Augusta Moses, a Nembe resident, said rainwater has had “charcoal-like” colour since the spill. Residents of the affected riverine communities had always depended on rains to make the river water fresh and usable for consumption because during dry seasons the water could be very salty, residents said, concerned the hydrocarbon pollution of their environment may have affected precipitation.
Oil from the Niger Delta has been the main source of Nigeria’s foreign exchange and revenue since 1970s. But the region has suffered neglect and most of the rural communities, like those around Santa Barbara River where oil is actually produced, barely enjoy any human capital enhancement services, including potable water infrastructure, education and healthcare facilities.
The neglect is just one example of Nigeria’s wider problem of poor governance and corruption. Environmental degradation due to oil exploration and production has left populations in the Niger Delta particularly vulnerable since they mostly depend on the environment for survival as fishers and farmers.
The consequences include the migration of young persons, who with limited education and skills, descend on urban centres like Port Harcourt or Yenagoa, and rely on petty jobs, and sometimes crime, for survival.
“When the environment is destroyed, you have poverty and definitely crimes,” said Mr James. “That is why you are hearing about sea piracy, kidnapping and other crimes going on in the riverine area. People cannot fish. what can they do?
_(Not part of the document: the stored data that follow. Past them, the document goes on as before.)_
use crate::core::errors::ExchangeError;
use crate::core::kernel::RestClient;
use crate::core::traits::MarketDataSource;
use crate::core::types::{MarketDepth, MarketSummary, OrderBook, Pair, Ticker, Trade};
use crate::exchanges::bittrex::conversions::{
    convert_market_summary, convert_markets, convert_order_book, convert_ticker,
    convert_trade_history,
};
use crate::exchanges::bittrex::pair::{format_pair_normalized, BASE_CURRENCIES};
use crate::exchanges::bittrex::rest::{BittrexRestClient, MAX_ORDER_BOOK_DEPTH};
use async_trait::async_trait;
use rust_decimal::Decimal;

/// Market data operations for Bittrex
pub struct MarketData<R: RestClient> {
    rest: BittrexRestClient<R>,
}

impl<R: RestClient> MarketData<R> {
    pub fn new(rest: R) -> Self {
        Self {
            rest: BittrexRestClient::new(rest),
        }
    }

    /// Check that the compiled-in base currency set still matches what the
    /// venue reports. A mismatch means this client is stale and pair
    /// validation can no longer be trusted.
    pub async fn verify_base_currencies(&self) -> Result<(), ExchangeError> {
        let markets = self.get_markets().await?;

        let mut actual: Vec<String> = markets.into_iter().map(|pair| pair.base).collect();
        actual.sort();
        actual.dedup();

        let mut hardcoded: Vec<String> = BASE_CURRENCIES.iter().map(ToString::to_string).collect();
        hardcoded.sort();

        if actual == hardcoded {
            Ok(())
        } else {
            Err(ExchangeError::OutdatedBaseCurrencies { actual, hardcoded })
        }
    }

    /// 24h volume as (base volume, quote volume).
    pub async fn get_market_volume(&self, pair: &str) -> Result<(Decimal, Decimal), ExchangeError> {
        let summary = self.get_market_summary(pair).await?;
        Ok((summary.base_volume, summary.volume))
    }
}

#[async_trait]
impl<R: RestClient> MarketDataSource for MarketData<R> {
    async fn get_markets(&self) -> Result<Vec<Pair>, ExchangeError> {
        let markets = self.rest.get_markets().await?;
        convert_markets(&markets)
    }

    async fn get_ticker(&self, pair: &str) -> Result<Ticker, ExchangeError> {
        let market = format_pair_normalized(pair)?;
        let ticker = self.rest.get_ticker(&market).await?;
        Ok(convert_ticker(&ticker))
    }

    async fn get_trade_history(&self, pair: &str, depth: u32) -> Result<Vec<Trade>, ExchangeError> {
        let market = format_pair_normalized(pair)?;
        let trades = self.rest.get_market_history(&market, depth).await?;
        convert_trade_history(&trades)
    }

    async fn get_order_book(&self, pair: &str, depth: u32) -> Result<OrderBook, ExchangeError> {
        let market = format_pair_normalized(pair)?;
        let book = self.rest.get_order_book(&market, depth).await?;
        Ok(convert_order_book(&book))
    }

    async fn get_market_summary(&self, pair: &str) -> Result<MarketSummary, ExchangeError> {
        let market = format_pair_normalized(pair)?;
        let summary = self.rest.get_market_summary(&market).await?;
        Ok(convert_market_summary(&summary))
    }

    async fn get_market_depth(&self, pair: &str) -> Result<MarketDepth, ExchangeError> {
        let book = self.get_order_book(pair, MAX_ORDER_BOOK_DEPTH).await?;

        Ok(MarketDepth {
            bids: book
                .bids
                .iter()
                .map(|level| level.quantity * level.price)
                .sum(),
            asks: book.asks.iter().map(|level| level.quantity).sum(),
        })
    }

    async fn get_market_spread(&self, pair: &str) -> Result<Decimal, ExchangeError> {
        let summary = self.get_market_summary(pair).await?;
        Ok(summary.ask - summary.bid)
    }
}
No excuse but there is reality.”
“Our pieces of evidence”
Mr James hinted at plans to pursue legal steps to get Aiteo to compensate victims and “massively” clean up the environment. “This matter has to be taken to court to ensure that our people get justice. But this is beyond just a Nembe matter, Bayelsa State Government has put together a technical committee, and Ijaw National Congress is working on it, some interest groups are also on it. The Senate must also look into it.”
Mr James, who is the second vice-president of Ijaw National Congress, an activist socio-cultural organisation, demanded an “an independent scientific investigation” of the Nembe spill to determine the impacts on “flora and fauna and the effects on our people.”
For Mr James and his Nembe people, the experience of the Ogoni people in the neighghouring Rivers State, who have suffered decades of environmental degradation due to the oil industry activity and endured struggles, including in courts, to gain compensations and have a process to cleanup their environment commence, is a lesson.
“The cleanup is happening in Ogoni land because of the seriousness of the Ogoni people and their organised processes. If you do not work for yourself, nobody will do it for you,” Mr James said.
Referring to the fish and crab carcasses and water samples with oil sediments at the bottom in bottles, he said, “these are our pieces of evidence, for the records, for legal actions to ensure justice for people.”